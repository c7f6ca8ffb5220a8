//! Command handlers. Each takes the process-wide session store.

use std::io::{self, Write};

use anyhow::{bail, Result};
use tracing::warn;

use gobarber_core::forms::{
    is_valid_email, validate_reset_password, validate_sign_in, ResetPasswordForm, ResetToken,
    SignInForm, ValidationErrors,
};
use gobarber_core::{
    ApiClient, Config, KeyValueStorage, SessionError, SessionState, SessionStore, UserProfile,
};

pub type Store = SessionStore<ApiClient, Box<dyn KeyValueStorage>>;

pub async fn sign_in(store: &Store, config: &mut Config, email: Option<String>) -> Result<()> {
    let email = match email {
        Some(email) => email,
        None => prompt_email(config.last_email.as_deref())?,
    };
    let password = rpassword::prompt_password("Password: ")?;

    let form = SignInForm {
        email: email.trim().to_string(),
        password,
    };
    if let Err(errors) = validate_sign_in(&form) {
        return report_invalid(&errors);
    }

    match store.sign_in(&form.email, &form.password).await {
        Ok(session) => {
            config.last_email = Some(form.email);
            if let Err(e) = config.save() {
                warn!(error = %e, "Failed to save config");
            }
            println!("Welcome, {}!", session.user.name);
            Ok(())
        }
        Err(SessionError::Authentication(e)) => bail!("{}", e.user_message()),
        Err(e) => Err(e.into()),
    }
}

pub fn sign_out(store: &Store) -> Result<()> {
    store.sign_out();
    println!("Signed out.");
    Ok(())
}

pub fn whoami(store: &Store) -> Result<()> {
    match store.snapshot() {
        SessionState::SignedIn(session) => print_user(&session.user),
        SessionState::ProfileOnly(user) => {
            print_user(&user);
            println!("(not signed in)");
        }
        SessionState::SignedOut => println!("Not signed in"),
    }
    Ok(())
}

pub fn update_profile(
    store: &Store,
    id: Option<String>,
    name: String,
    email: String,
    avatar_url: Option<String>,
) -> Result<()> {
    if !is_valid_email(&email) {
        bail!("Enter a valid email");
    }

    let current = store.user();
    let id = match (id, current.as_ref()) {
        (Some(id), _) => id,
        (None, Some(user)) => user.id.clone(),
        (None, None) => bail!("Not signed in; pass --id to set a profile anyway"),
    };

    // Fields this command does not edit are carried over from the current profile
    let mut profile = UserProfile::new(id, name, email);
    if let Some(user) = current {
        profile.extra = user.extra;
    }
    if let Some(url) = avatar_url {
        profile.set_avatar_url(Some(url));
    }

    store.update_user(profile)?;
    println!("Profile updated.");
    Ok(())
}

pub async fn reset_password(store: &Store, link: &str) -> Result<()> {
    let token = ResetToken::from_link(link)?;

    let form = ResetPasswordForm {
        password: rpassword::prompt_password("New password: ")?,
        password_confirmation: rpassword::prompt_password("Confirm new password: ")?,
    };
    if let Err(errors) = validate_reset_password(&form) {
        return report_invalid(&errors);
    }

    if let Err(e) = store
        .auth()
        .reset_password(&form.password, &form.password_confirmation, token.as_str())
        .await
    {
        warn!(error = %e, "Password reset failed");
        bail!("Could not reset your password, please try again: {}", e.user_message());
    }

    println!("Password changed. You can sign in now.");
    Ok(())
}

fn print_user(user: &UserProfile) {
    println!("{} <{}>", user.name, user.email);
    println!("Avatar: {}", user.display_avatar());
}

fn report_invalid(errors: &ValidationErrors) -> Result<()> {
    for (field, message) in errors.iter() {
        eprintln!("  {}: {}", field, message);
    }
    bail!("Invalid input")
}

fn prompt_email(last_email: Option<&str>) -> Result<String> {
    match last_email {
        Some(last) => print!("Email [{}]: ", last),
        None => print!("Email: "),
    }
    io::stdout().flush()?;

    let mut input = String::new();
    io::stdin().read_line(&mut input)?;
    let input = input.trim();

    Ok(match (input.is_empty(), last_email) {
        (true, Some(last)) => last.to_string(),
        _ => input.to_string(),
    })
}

...

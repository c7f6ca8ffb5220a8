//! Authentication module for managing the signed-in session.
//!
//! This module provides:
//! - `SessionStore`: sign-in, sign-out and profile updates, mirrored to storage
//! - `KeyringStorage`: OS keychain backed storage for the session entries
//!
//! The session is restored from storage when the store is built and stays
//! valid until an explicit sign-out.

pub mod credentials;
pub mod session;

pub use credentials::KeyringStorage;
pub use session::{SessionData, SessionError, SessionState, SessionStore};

--

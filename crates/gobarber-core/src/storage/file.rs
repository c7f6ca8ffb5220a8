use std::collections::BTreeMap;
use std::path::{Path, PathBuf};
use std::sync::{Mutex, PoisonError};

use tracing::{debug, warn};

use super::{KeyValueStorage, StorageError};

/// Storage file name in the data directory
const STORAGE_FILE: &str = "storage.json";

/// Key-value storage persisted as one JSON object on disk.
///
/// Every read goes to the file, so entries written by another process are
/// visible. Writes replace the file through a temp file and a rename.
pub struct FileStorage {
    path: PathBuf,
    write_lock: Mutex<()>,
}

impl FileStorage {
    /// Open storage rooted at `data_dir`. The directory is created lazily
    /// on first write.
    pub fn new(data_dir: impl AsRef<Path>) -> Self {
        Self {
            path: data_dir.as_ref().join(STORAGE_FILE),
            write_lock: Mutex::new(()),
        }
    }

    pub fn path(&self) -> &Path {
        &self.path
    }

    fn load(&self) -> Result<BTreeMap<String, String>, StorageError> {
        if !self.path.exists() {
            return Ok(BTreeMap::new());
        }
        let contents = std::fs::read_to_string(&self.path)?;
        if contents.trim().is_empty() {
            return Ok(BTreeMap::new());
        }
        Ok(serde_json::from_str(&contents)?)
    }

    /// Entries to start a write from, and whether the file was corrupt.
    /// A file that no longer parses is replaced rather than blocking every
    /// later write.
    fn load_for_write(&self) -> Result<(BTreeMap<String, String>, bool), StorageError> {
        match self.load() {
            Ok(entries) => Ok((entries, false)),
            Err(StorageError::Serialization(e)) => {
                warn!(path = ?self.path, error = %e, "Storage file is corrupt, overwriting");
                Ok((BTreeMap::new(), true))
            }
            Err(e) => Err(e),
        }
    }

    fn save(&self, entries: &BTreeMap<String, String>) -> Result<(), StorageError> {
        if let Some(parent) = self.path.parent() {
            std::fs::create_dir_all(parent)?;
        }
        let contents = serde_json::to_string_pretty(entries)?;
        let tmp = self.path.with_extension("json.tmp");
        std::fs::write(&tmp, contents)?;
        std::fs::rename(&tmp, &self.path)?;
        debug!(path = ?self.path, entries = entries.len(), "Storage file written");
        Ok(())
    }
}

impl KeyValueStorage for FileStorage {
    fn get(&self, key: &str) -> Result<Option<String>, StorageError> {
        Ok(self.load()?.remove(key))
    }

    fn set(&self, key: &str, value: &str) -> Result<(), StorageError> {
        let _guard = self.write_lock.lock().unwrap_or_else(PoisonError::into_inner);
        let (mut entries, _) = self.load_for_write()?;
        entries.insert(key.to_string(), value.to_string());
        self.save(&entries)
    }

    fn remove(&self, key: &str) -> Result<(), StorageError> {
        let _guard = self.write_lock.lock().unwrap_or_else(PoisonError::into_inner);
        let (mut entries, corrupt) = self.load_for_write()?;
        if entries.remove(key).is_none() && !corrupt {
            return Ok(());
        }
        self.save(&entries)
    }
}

#### [Activity]
Find the string "parent" in the records, then copy each line where it occurs.

#### [Answer section]
        if let Some(parent) = self.path.parent() {
            std::fs::create_dir_all(parent)?;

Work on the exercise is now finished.